# WORK TO BE COMPLETED
Could you write out the records below exactly, without omitting a line?

Collection entries
- - -

//! The two external expression engines the Transformer calls out to: a JSON-path
//! compiler (for input/output mappings) and a JSON condition compiler (for sequence
//! flow conditions). Both are abstracted behind narrow traits so callers can supply
//! their own implementation or a test double; a default implementation of each ships
//! so the crate is usable standalone.

use crate::error::CompileError;
use crate::ids::IdBytes;

/// Result of compiling a JSON-path expression. Carries just enough to let the
/// Validator report "this path was valid" or "this path was invalid, because X" —
/// the core never evaluates a compiled query, it only stores and validates it.
#[derive(Clone, Debug, PartialEq, Eq)]
pub enum CompiledJsonPathQuery {
    Valid { source: IdBytes },
    Invalid { source: IdBytes, reason: String },
}

impl CompiledJsonPathQuery {
    pub fn is_valid(&self) -> bool {
        matches!(self, CompiledJsonPathQuery::Valid { .. })
    }

    pub fn source(&self) -> &IdBytes {
        match self {
            CompiledJsonPathQuery::Valid { source } => source,
            CompiledJsonPathQuery::Invalid { source, .. } => source,
        }
    }

    pub fn reason(&self) -> Option<&str> {
        match self {
            CompiledJsonPathQuery::Valid { .. } => None,
            CompiledJsonPathQuery::Invalid { reason, .. } => Some(reason),
        }
    }
}

/// `JsonPathCompiler::compile(bytes) -> Result<Query, CompileError>`.
///
/// Implementations MAY cache internal state but must not assume a shared instance is
/// safe to call concurrently from multiple threads (see the crate's concurrency
/// notes); the Transformer uses a fresh logical call per mapping.
pub trait JsonPathCompiler {
    fn compile(&self, text: &[u8]) -> Result<CompiledJsonPathQuery, CompileError>;
}

/// Default `JsonPathCompiler` backed by `jsonpath_lib`'s own compiler. It discards the
/// compiled selector immediately after validating the syntax — this crate never
/// evaluates a JSON-path query at runtime, only validates and stores it.
#[derive(Debug, Default, Clone, Copy)]
pub struct JsonPathLibCompiler;

impl JsonPathCompiler for JsonPathLibCompiler {
    fn compile(&self, text: &[u8]) -> Result<CompiledJsonPathQuery, CompileError> {
        let source = IdBytes::new(text.to_vec());
        let text_str = match std::str::from_utf8(text) {
            Ok(s) => s,
            Err(_) => {
                return Ok(CompiledJsonPathQuery::Invalid {
                    source,
                    reason: "JSON path must be valid UTF-8".to_string(),
                })
            }
        };
        let mut selector = jsonpath_lib::Selector::new();
        match selector.str_path(text_str) {
            Ok(_) => Ok(CompiledJsonPathQuery::Valid { source }),
            Err(reason) => Ok(CompiledJsonPathQuery::Invalid {
                source,
                reason: reason.to_string(),
            }),
        }
    }
}

/// Result of compiling a condition expression. Compilation never throws; an invalid
/// expression is represented, not raised, and surfaced later by the Validator.
#[derive(Clone, Debug, PartialEq, Eq)]
pub enum CompiledCondition {
    Valid {
        text: IdBytes,
    },
    Invalid {
        text: IdBytes,
        reason: String,
    },
}

impl CompiledCondition {
    pub fn is_valid(&self) -> bool {
        matches!(self, CompiledCondition::Valid { .. })
    }

    pub fn text(&self) -> &IdBytes {
        match self {
            CompiledCondition::Valid { text } => text,
            CompiledCondition::Invalid { text, .. } => text,
        }
    }

    pub fn reason(&self) -> Option<&str> {
        match self {
            CompiledCondition::Valid { .. } => None,
            CompiledCondition::Invalid { reason, .. } => Some(reason),
        }
    }
}

/// `JsonConditionCompiler::compile(bytes) -> CompiledCondition`. Never fails: an
/// unparsable expression becomes `CompiledCondition::Invalid`, not an `Err`.
pub trait JsonConditionCompiler {
    fn compile(&self, text: &[u8]) -> CompiledCondition;
}

/// Default `JsonConditionCompiler`: a small reader for a flag-comparison grammar,
/// `<flag> <op> <literal>` with `op` one of `==`, `!=`, `<`, `>` and `literal` a
/// boolean or signed integer. Anything else is reported invalid with a reason.
#[derive(Debug, Default, Clone, Copy)]
pub struct FlagConditionCompiler;

impl JsonConditionCompiler for FlagConditionCompiler {
    fn compile(&self, text: &[u8]) -> CompiledCondition {
        let id = IdBytes::new(text.to_vec());
        let text_str = match std::str::from_utf8(text) {
            Ok(s) => s.trim(),
            Err(_) => {
                return CompiledCondition::Invalid {
                    text: id,
                    reason: "condition expression must be valid UTF-8".to_string(),
                }
            }
        };
        match parse_flag_condition(text_str) {
            Ok(()) => CompiledCondition::Valid { text: id },
            Err(reason) => CompiledCondition::Invalid { text: id, reason },
        }
    }
}

/// Parses `<flag> <op> <literal>`, validating shape only — the compiled form stores
/// the original text, not a decomposed AST, since the core never evaluates conditions.
fn parse_flag_condition(expr: &str) -> Result<(), String> {
    const OPS: [&str; 4] = ["==", "!=", "<", ">"];
    let op = OPS
        .iter()
        .find(|op| expr.contains(*op))
        .ok_or_else(|| format!("condition '{expr}' has no recognized comparison operator"))?;

    let mut parts = expr.splitn(2, op);
    let flag = parts.next().unwrap_or("").trim();
    let literal = parts.next().unwrap_or("").trim();

    if flag.is_empty() {
        return Err(format!("condition '{expr}' is missing a flag name"));
    }
    if literal.is_empty() {
        return Err(format!("condition '{expr}' is missing a literal value"));
    }
    // The literal is parsed as a JSON scalar (the grammar is a "JSON condition"):
    // this accepts `true`/`false` and signed integers while rejecting strings,
    // floats, and anything else a bare `i64::parse` would have let slip through.
    match serde_json::from_str::<serde_json::Value>(literal) {
        Ok(serde_json::Value::Bool(_)) => {}
        Ok(serde_json::Value::Number(n)) if n.is_i64() || n.is_u64() => {}
        _ => {
            return Err(format!(
                "condition '{expr}' literal '{literal}' is neither a boolean nor an integer"
            ))
        }
    }
    Ok(())
}

#[cfg(test)]
mod tests {
    use super::*;

    #[test]
    fn jsonpath_lib_compiler_accepts_root_path() {
        let c = JsonPathLibCompiler;
        let result = c.compile(b"$").unwrap();
        assert!(result.is_valid());
    }

    #[test]
    fn jsonpath_lib_compiler_rejects_bare_identifier() {
        let c = JsonPathLibCompiler;
        let result = c.compile(b"foo").unwrap();
        assert!(!result.is_valid());
        assert!(result.reason().is_some());
    }

    #[test]
    fn flag_condition_compiler_accepts_simple_comparison() {
        let c = FlagConditionCompiler;
        assert!(c.compile(b"approved == true").is_valid());
        assert!(c.compile(b"retries > 3").is_valid());
    }

    #[test]
    fn flag_condition_compiler_rejects_missing_operator() {
        let c = FlagConditionCompiler;
        let compiled = c.compile(b"garbage");
        assert!(!compiled.is_valid());
        assert!(compiled.reason().unwrap().contains("no recognized comparison operator"));
    }

    #[test]
    fn flag_condition_compiler_rejects_non_literal_value() {
        let c = FlagConditionCompiler;
        let compiled = c.compile(b"flag == maybe");
        assert!(!compiled.is_valid());
    }
}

- - -

# RESULT
//! The two external expression engines the Transformer calls out to: a JSON-path
//! compiler (for input/output mappings) and a JSON condition compiler (for sequence
//! flow conditions). Both are abstracted behind narrow traits so callers can supply
//! their own implementation or a test double; a default implementation of each ships
//! so the crate is usable standalone.

use crate::error::CompileError;
use crate::ids::IdBytes;

/// Result of compiling a JSON-path expression. Carries just enough to let the
/// Validator report "this path was valid" or "this path was invalid, because X" —
/// the core never evaluates a compiled query, it only stores and validates it.
#[derive(Clone, Debug, PartialEq, Eq)]
pub enum CompiledJsonPathQuery {
    Valid { source: IdBytes },
    Invalid { source: IdBytes, reason: String },
}

impl CompiledJsonPathQuery {
    pub fn is_valid(&self) -> bool {
        matches!(self, CompiledJsonPathQuery::Valid { .. })
    }

    pub fn source(&self) -> &IdBytes {
        match self {
            CompiledJsonPathQuery::Valid { source } => source,
            CompiledJsonPathQuery::Invalid { source, .. } => source,
        }
    }

    pub fn reason(&self) -> Option<&str> {
        match self {
            CompiledJsonPathQuery::Valid { .. } => None,
            CompiledJsonPathQuery::Invalid { reason, .. } => Some(reason),
        }
    }
}

/// `JsonPathCompiler::compile(bytes) -> Result<Query, CompileError>`.
///
/// Implementations MAY cache internal state but must not assume a shared instance is
/// safe to call concurrently from multiple threads (see the crate's concurrency
/// notes); the Transformer uses a fresh logical call per mapping.
pub trait JsonPathCompiler {
    fn compile(&self, text: &[u8]) -> Result<CompiledJsonPathQuery, CompileError>;
}

/// Default `JsonPathCompiler` backed by `jsonpath_lib`'s own compiler. It discards the
/// compiled selector immediately after validating the syntax — this crate never
/// evaluates a JSON-path query at runtime, only validates and stores it.
#[derive(Debug, Default, Clone, Copy)]
pub struct JsonPathLibCompiler;

impl JsonPathCompiler for JsonPathLibCompiler {
    fn compile(&self, text: &[u8]) -> Result<CompiledJsonPathQuery, CompileError> {
        let source = IdBytes::new(text.to_vec());
        let text_str = match std::str::from_utf8(text) {
            Ok(s) => s,
            Err(_) => {
                return Ok(CompiledJsonPathQuery::Invalid {
                    source,
                    reason: "JSON path must be valid UTF-8".to_string(),
                })
            }
        };
        let mut selector = jsonpath_lib::Selector::new();
        match selector.str_path(text_str) {
            Ok(_) => Ok(CompiledJsonPathQuery::Valid { source }),
            Err(reason) => Ok(CompiledJsonPathQuery::Invalid {
                source,
                reason: reason.to_string(),
            }),
        }
    }
}

/// Result of compiling a condition expression. Compilation never throws; an invalid
/// expression is represented, not raised, and surfaced later by the Validator.
#[derive(Clone, Debug, PartialEq, Eq)]
pub enum CompiledCondition {
    Valid {
        text: IdBytes,
    },
    Invalid {
        text: IdBytes,
        reason: String,
    },
}

impl CompiledCondition {
    pub fn is_valid(&self) -> bool {
        matches!(self, CompiledCondition::Valid { .. })
    }

    pub fn text(&self) -> &IdBytes {
        match self {
            CompiledCondition::Valid { text } => text,
            CompiledCondition::Invalid { text, .. } => text,
        }
    }

    pub fn reason(&self) -> Option<&str> {
        match self {
            CompiledCondition::Valid { .. } => None,
            CompiledCondition::Invalid { reason, .. } => Some(reason),
        }
    }
}

/// `JsonConditionCompiler::compile(bytes) -> CompiledCondition`. Never fails: an
/// unparsable expression becomes `CompiledCondition::Invalid`, not an `Err`.
pub trait JsonConditionCompiler {
    fn compile(&self, text: &[u8]) -> CompiledCondition;
}

/// Default `JsonConditionCompiler`: a small reader for a flag-comparison grammar,
/// `<flag> <op> <literal>` with `op` one of `==`, `!=`, `<`, `>` and `literal` a
/// boolean or signed integer. Anything else is reported invalid with a reason.
#[derive(Debug, Default, Clone, Copy)]
pub struct FlagConditionCompiler;

impl JsonConditionCompiler for FlagConditionCompiler {
    fn compile(&self, text: &[u8]) -> CompiledCondition {
        let id = IdBytes::new(text.to_vec());
        let text_str = match std::str::from_utf8(text) {
            Ok(s) => s.trim(),
            Err(_) => {
                return CompiledCondition::Invalid {
                    text: id,
                    reason: "condition expression must be valid UTF-8".to_string(),
                }
            }
        };
        match parse_flag_condition(text_str) {
            Ok(()) => CompiledCondition::Valid { text: id },
            Err(reason) => CompiledCondition::Invalid { text: id, reason },
        }
    }
}

/// Parses `<flag> <op> <literal>`, validating shape only — the compiled form stores
/// the original text, not a decomposed AST, since the core never evaluates conditions.
fn parse_flag_condition(expr: &str) -> Result<(), String> {
    const OPS: [&str; 4] = ["==", "!=", "<", ">"];
    let op = OPS
        .iter()
        .find(|op| expr.contains(*op))
        .ok_or_else(|| format!("condition '{expr}' has no recognized comparison operator"))?;

    let mut parts = expr.splitn(2, op);
    let flag = parts.next().unwrap_or("").trim();
    let literal = parts.next().unwrap_or("").trim();

    if flag.is_empty() {
        return Err(format!("condition '{expr}' is missing a flag name"));
    }
    if literal.is_empty() {
        return Err(format!("condition '{expr}' is missing a literal value"));
    }
    // The literal is parsed as a JSON scalar (the grammar is a "JSON condition"):
    // this accepts `true`/`false` and signed integers while rejecting strings,
    // floats, and anything else a bare `i64::parse` would have let slip through.
    match serde_json::from_str::<serde_json::Value>(literal) {
        Ok(serde_json::Value::Bool(_)) => {}
        Ok(serde_json::Value::Number(n)) if n.is_i64() || n.is_u64() => {}
        _ => {
            return Err(format!(
                "condition '{expr}' literal '{literal}' is neither a boolean nor an integer"
            ))
        }
    }
    Ok(())
}

#[cfg(test)]
mod tests {
    use super::*;

    #[test]
    fn jsonpath_lib_compiler_accepts_root_path() {
        let c = JsonPathLibCompiler;
        let result = c.compile(b"$").unwrap();
        assert!(result.is_valid());
    }

    #[test]
    fn jsonpath_lib_compiler_rejects_bare_identifier() {
        let c = JsonPathLibCompiler;
        let result = c.compile(b"foo").unwrap();
        assert!(!result.is_valid());
        assert!(result.reason().is_some());
    }

    #[test]
    fn flag_condition_compiler_accepts_simple_comparison() {
        let c = FlagConditionCompiler;
        assert!(c.compile(b"approved == true").is_valid());
        assert!(c.compile(b"retries > 3").is_valid());
    }

    #[test]
    fn flag_condition_compiler_rejects_missing_operator() {
        let c = FlagConditionCompiler;
        let compiled = c.compile(b"garbage");
        assert!(!compiled.is_valid());
        assert!(compiled.reason().unwrap().contains("no recognized comparison operator"));
    }

    #[test]
    fn flag_condition_compiler_rejects_non_literal_value() {
        let c = FlagConditionCompiler;
        let compiled = c.compile(b"flag == maybe");
        assert!(!compiled.is_valid());
    }
}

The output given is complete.